| Required action |
There is material below. Print exactly the lines starting at the line with "pub fn execute(config: &TraceConfig, format: OutputFormat)" and ending at the line with "let process = PtraceProcess::spawn(config)?;", ends included, and no others.

| Source records |

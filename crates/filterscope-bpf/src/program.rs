//! The `struct sock_fprog` header that points at a filter array.

use filterscope_common::constants::POINTER_SIZE;

use crate::insn::INSTRUCTION_SIZE;

/// Offset of the `filter` pointer: `len: u16` padded to pointer alignment.
pub const FILTER_POINTER_OFFSET: usize = POINTER_SIZE;

/// Size of the encoded header in bytes.
pub const HEADER_SIZE: usize = FILTER_POINTER_OFFSET + POINTER_SIZE;

/// Decoded `sock_fprog`: how many instructions, and where they live.
#[derive(Debug, Clone, Copy, PartialEq, Eq)]
pub struct ProgramHeader {
    /// Number of instructions in the filter array.
    pub len: u16,
    /// Remote address of the first instruction.
    pub filter: u64,
}

impl ProgramHeader {
    /// Decodes a header from exactly [`HEADER_SIZE`] bytes.
    ///
    /// Returns `None` for any other length; a partially read header is
    /// never decoded.
    #[must_use]
    pub fn decode(bytes: &[u8]) -> Option<Self> {
        if bytes.len() != HEADER_SIZE {
            return None;
        }
        let len = u16::from_ne_bytes([bytes[0], bytes[1]]);
        let filter = decode_pointer(&bytes[FILTER_POINTER_OFFSET..HEADER_SIZE])?;
        Some(Self { len, filter })
    }

    /// Encodes the header in the supervised process's layout, zeroing the
    /// padding. Returns `None` if `filter` does not fit a native pointer.
    #[must_use]
    pub fn encode(&self) -> Option<Vec<u8>> {
        let filter = usize::try_from(self.filter).ok()?;
        let mut bytes = vec![0u8; HEADER_SIZE];
        bytes[0..2].copy_from_slice(&self.len.to_ne_bytes());
        bytes[FILTER_POINTER_OFFSET..].copy_from_slice(&filter.to_ne_bytes());
        Some(bytes)
    }

    /// Remote address of instruction `index`, or `None` on address overflow.
    #[must_use]
    pub fn instruction_address(&self, index: u16) -> Option<u64> {
        let offset = u64::from(index).checked_mul(INSTRUCTION_SIZE as u64)?;
        self.filter.checked_add(offset)
    }
}

fn decode_pointer(bytes: &[u8]) -> Option<u64> {
    match bytes.len() {
        8 => <[u8; 8]>::try_from(bytes).ok().map(u64::from_ne_bytes),
        4 => <[u8; 4]>::try_from(bytes)
            .ok()
            .map(|b| u64::from(u32::from_ne_bytes(b))),
        _ => None,
    }
}

#[cfg(test)]
mod tests {
    use super::*;

    fn encode(len: u16, filter: u64) -> Vec<u8> {
        ProgramHeader { len, filter }.encode().unwrap()
    }

    #[test]
    fn decode_reads_len_and_pointer() {
        let header = ProgramHeader::decode(&encode(12, 0x7fff_1000)).unwrap();
        assert_eq!(header.len, 12);
        assert_eq!(header.filter, 0x7fff_1000);
    }

    #[test]
    fn decode_ignores_padding() {
        let mut bytes = encode(3, 0x4000);
        bytes[2..FILTER_POINTER_OFFSET].fill(0xaa);
        assert_eq!(
            ProgramHeader::decode(&bytes),
            Some(ProgramHeader { len: 3, filter: 0x4000 })
        );
    }

    #[test]
    fn decode_rejects_partial_header() {
        let bytes = encode(3, 0x4000);
        assert!(ProgramHeader::decode(&bytes[..HEADER_SIZE - 1]).is_none());
    }

    #[test]
    fn instruction_address_steps_by_record_size() {
        let header = ProgramHeader { len: 4, filter: 0x1000 };
        assert_eq!(header.instruction_address(0), Some(0x1000));
        assert_eq!(header.instruction_address(3), Some(0x1018));
    }

    #[test]
    fn instruction_address_overflow_is_none() {
        let header = ProgramHeader { len: 4, filter: u64::MAX - 4 };
        assert_eq!(header.instruction_address(1), None);
    }
}
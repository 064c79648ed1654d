//! Launch, intercept, and print.

use std::process::ExitCode;

use filterscope_common::config::TraceConfig;

use crate::output::OutputFormat;

/// Supervises `config.executable` and prints the first filter it installs.
///
/// Exits with success when an install was intercepted, even if the
/// program could only be partly read; exits with failure when the child
/// finished without installing a filter.
///
/// # Errors
///
/// Returns an error if the child cannot be launched, supervision fails,
/// or the report cannot be written.
#[cfg(target_os = "linux")]
pub fn execute(config: &TraceConfig, format: OutputFormat) -> anyhow::Result<ExitCode> {
    use anyhow::Context;
    use filterscope_trace::interceptor::Interceptor;
    use filterscope_trace::tracee::PtraceProcess;

    let process = PtraceProcess::spawn(config)?;
    let outcome = Interceptor::new(process)
        .run()
        .context("supervision failed")?;

    let stdout = std::io::stdout();
    let stderr = std::io::stderr();
    report(&mut stdout.lock(), &mut stderr.lock(), &outcome, format)
}

/// Supervision needs ptrace, which only exists on Linux.
///
/// # Errors
///
/// Always returns an error on non-Linux platforms.
#[cfg(not(target_os = "linux"))]
pub fn execute(config: &TraceConfig, _format: OutputFormat) -> anyhow::Result<ExitCode> {
    anyhow::bail!(
        "cannot supervise {}: filterscope requires Linux",
        config.executable.display()
    )
}

/// Writes the outcome of a run and picks the exit code for it.
#[cfg(any(target_os = "linux", test))]
fn report<O: std::io::Write, D: std::io::Write>(
    out: &mut O,
    diag: &mut D,
    outcome: &filterscope_trace::interceptor::Outcome,
    format: OutputFormat,
) -> anyhow::Result<ExitCode> {
    use anyhow::Context;
    use filterscope_trace::interceptor::Outcome;

    use crate::output;

    let code = match outcome {
        Outcome::Captured(capture) => {
            output::write_capture(out, diag, capture, format)
                .context("failed to write filter listing")?;
            ExitCode::SUCCESS
        }
        Outcome::NotFound { exit } => {
            tracing::debug!(%exit, "no filter installed");
            output::write_not_found(diag).context("failed to write report")?;
            ExitCode::FAILURE
        }
    };
    out.flush().context("failed to flush stdout")?;
    Ok(code)
}
//! Domain primitive types used across the filterscope workspace.

use std::fmt;

/// Lifecycle state of the supervised process.
#[derive(Debug, Clone, Copy, PartialEq, Eq, Hash)]
pub enum ProcessState {
    /// The process is executing (or has been resumed and not yet stopped).
    Running,
    /// The process is halted at a syscall boundary or signal-delivery stop.
    StoppedAtSyscall,
    /// The process exited normally.
    Exited,
    /// The process was terminated by a signal.
    SignalTerminated,
}

impl ProcessState {
    /// Returns `true` once the process has terminated and been reaped.
    #[must_use]
    pub const fn is_terminated(self) -> bool {
        matches!(self, Self::Exited | Self::SignalTerminated)
    }
}

impl fmt::Display for ProcessState {
    fn fmt(&self, f: &mut fmt::Formatter<'_>) -> fmt::Result {
        match self {
            Self::Running => write!(f, "running"),
            Self::StoppedAtSyscall => write!(f, "stopped"),
            Self::Exited => write!(f, "exited"),
            Self::SignalTerminated => write!(f, "signaled"),
        }
    }
}

/// Syscall number and arguments captured at a syscall boundary.
///
/// Produced fresh at every stop and never retained past it.
#[derive(Debug, Clone, Copy, PartialEq, Eq)]
pub struct SyscallEvent {
    /// Syscall number as seen by the kernel.
    pub number: u64,
    /// Raw argument registers, in calling-convention order.
    pub args: [u64; 6],
}

impl SyscallEvent {
    /// Creates an event from a syscall number and its arguments.
    #[must_use]
    pub const fn new(number: u64, args: [u64; 6]) -> Self {
        Self { number, args }
    }

    /// Returns argument `index` (zero-based), or `None` past the sixth.
    #[must_use]
    pub fn arg(&self, index: usize) -> Option<u64> {
        self.args.get(index).copied()
    }
}
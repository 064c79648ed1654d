//! Reading byte ranges out of another process's address space.

use filterscope_common::error::{FilterscopeError, Result};

/// Size of one `PTRACE_PEEKDATA` transfer in bytes.
pub const WORD_SIZE: usize = std::mem::size_of::<libc::c_long>();

/// Word-granular access to a remote address space.
///
/// Implementors only provide [`read_word`](Self::read_word); range reads
/// are built on top of it.
pub trait RemoteMemory {
    /// Reads the machine word starting at `address`.
    ///
    /// # Errors
    ///
    /// Returns the OS error if the word cannot be read (unmapped page,
    /// permission denied, process gone).
    fn read_word(&self, address: u64) -> std::io::Result<[u8; WORD_SIZE]>;

    /// Reads `length` bytes starting at `address`.
    ///
    /// The range is covered one word at a time; only the needed prefix of
    /// the final word is kept. The read is all-or-nothing.
    ///
    /// # Errors
    ///
    /// Returns [`FilterscopeError::RemoteRead`] if any word read fails or
    /// the range wraps the address space. No partial data is returned.
    fn read_bytes(&self, address: u64, length: usize) -> Result<Vec<u8>> {
        let mut out = Vec::with_capacity(length);
        let mut offset = 0usize;
        while offset < length {
            let word_address = address.checked_add(offset as u64).ok_or_else(|| {
                FilterscopeError::RemoteRead {
                    address,
                    length,
                    word_address: address,
                    source: std::io::Error::new(
                        std::io::ErrorKind::InvalidInput,
                        "range wraps the address space",
                    ),
                }
            })?;
            let word = self
                .read_word(word_address)
                .map_err(|source| FilterscopeError::RemoteRead {
                    address,
                    length,
                    word_address,
                    source,
                })?;
            let take = (length - offset).min(WORD_SIZE);
            out.extend_from_slice(&word[..take]);
            offset += WORD_SIZE;
        }
        tracing::trace!(address, length, "remote read");
        Ok(out)
    }
}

| Written response |
pub fn execute(config: &TraceConfig, format: OutputFormat) -> anyhow::Result<ExitCode> {
    use anyhow::Context;
    use filterscope_trace::interceptor::Interceptor;
    use filterscope_trace::tracee::PtraceProcess;

    let process = PtraceProcess::spawn(config)?;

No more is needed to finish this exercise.